Please show all lines of the records that include "scoring".

* * * * *

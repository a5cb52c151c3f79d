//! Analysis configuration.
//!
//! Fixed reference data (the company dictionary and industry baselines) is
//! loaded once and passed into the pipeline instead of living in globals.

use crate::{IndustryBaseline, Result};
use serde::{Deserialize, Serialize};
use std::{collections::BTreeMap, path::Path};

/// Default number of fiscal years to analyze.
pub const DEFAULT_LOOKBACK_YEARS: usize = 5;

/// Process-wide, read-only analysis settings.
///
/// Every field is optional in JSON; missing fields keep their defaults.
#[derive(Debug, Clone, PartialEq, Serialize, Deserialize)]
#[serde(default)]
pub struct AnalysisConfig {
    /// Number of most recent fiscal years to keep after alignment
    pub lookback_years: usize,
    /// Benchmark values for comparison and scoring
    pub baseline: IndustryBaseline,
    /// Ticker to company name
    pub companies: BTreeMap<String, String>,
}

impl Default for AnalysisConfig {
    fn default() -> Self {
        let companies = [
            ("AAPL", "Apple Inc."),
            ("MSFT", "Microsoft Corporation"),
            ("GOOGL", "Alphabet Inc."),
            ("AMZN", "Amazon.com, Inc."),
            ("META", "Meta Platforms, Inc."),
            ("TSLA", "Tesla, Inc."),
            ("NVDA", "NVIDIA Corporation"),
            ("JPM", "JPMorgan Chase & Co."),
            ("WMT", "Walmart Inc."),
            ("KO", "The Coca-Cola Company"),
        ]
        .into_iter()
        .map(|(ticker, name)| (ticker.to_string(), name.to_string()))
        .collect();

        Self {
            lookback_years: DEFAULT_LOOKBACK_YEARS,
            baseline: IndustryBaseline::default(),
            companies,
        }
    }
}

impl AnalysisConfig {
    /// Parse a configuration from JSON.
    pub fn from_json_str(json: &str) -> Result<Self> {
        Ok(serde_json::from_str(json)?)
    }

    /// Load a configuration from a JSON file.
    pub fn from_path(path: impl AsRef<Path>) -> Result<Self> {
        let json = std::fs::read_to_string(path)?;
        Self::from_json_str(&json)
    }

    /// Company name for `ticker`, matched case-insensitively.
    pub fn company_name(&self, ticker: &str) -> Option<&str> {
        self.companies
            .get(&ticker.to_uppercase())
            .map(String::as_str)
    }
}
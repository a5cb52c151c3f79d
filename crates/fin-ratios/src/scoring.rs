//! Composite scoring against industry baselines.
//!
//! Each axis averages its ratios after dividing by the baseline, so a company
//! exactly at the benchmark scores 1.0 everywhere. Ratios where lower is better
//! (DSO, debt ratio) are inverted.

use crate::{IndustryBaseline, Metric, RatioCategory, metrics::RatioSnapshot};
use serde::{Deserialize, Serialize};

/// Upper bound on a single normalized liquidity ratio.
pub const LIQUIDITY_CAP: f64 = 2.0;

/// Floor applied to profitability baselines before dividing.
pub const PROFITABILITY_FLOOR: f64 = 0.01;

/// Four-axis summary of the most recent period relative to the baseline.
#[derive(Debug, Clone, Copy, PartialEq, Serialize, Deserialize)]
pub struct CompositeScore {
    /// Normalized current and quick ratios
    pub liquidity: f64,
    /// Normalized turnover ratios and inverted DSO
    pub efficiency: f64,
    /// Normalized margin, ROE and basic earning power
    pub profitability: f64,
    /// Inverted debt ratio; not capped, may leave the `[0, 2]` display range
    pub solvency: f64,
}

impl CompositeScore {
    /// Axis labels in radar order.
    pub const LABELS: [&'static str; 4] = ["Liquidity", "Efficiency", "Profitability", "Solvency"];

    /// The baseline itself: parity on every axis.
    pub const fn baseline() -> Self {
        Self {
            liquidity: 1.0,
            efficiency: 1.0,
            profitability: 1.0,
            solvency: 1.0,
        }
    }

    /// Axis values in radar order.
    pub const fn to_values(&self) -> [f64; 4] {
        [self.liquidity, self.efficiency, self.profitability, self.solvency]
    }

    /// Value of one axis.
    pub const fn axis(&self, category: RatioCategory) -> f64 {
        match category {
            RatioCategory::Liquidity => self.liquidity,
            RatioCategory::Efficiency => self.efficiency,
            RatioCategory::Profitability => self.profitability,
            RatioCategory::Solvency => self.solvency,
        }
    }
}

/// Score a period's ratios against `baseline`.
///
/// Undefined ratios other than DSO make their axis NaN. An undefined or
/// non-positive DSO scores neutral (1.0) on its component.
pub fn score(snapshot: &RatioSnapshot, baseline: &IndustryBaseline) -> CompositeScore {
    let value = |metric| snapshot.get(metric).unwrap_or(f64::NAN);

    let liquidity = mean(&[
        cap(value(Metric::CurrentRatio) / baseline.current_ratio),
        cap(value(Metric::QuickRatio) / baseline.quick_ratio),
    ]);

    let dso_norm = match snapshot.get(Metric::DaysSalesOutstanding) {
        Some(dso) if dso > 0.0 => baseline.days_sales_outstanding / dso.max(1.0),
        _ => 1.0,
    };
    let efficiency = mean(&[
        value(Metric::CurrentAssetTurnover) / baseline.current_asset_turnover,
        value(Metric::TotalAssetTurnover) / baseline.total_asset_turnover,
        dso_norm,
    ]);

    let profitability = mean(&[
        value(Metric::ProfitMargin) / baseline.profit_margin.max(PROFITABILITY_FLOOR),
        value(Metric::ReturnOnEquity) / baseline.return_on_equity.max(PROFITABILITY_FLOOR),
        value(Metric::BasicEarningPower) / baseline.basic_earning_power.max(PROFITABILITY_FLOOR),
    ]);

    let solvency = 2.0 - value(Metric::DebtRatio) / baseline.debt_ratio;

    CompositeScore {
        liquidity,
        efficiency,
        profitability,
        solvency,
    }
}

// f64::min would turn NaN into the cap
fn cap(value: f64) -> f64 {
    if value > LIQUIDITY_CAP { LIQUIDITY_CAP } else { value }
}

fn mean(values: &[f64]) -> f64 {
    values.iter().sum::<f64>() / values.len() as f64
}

* * * * *

▶ [ANSWER BOX]:
    /// Benchmark values for comparison and scoring
filename crates/fin-ratios/src/scoring.rs
//! Composite scoring against industry baselines.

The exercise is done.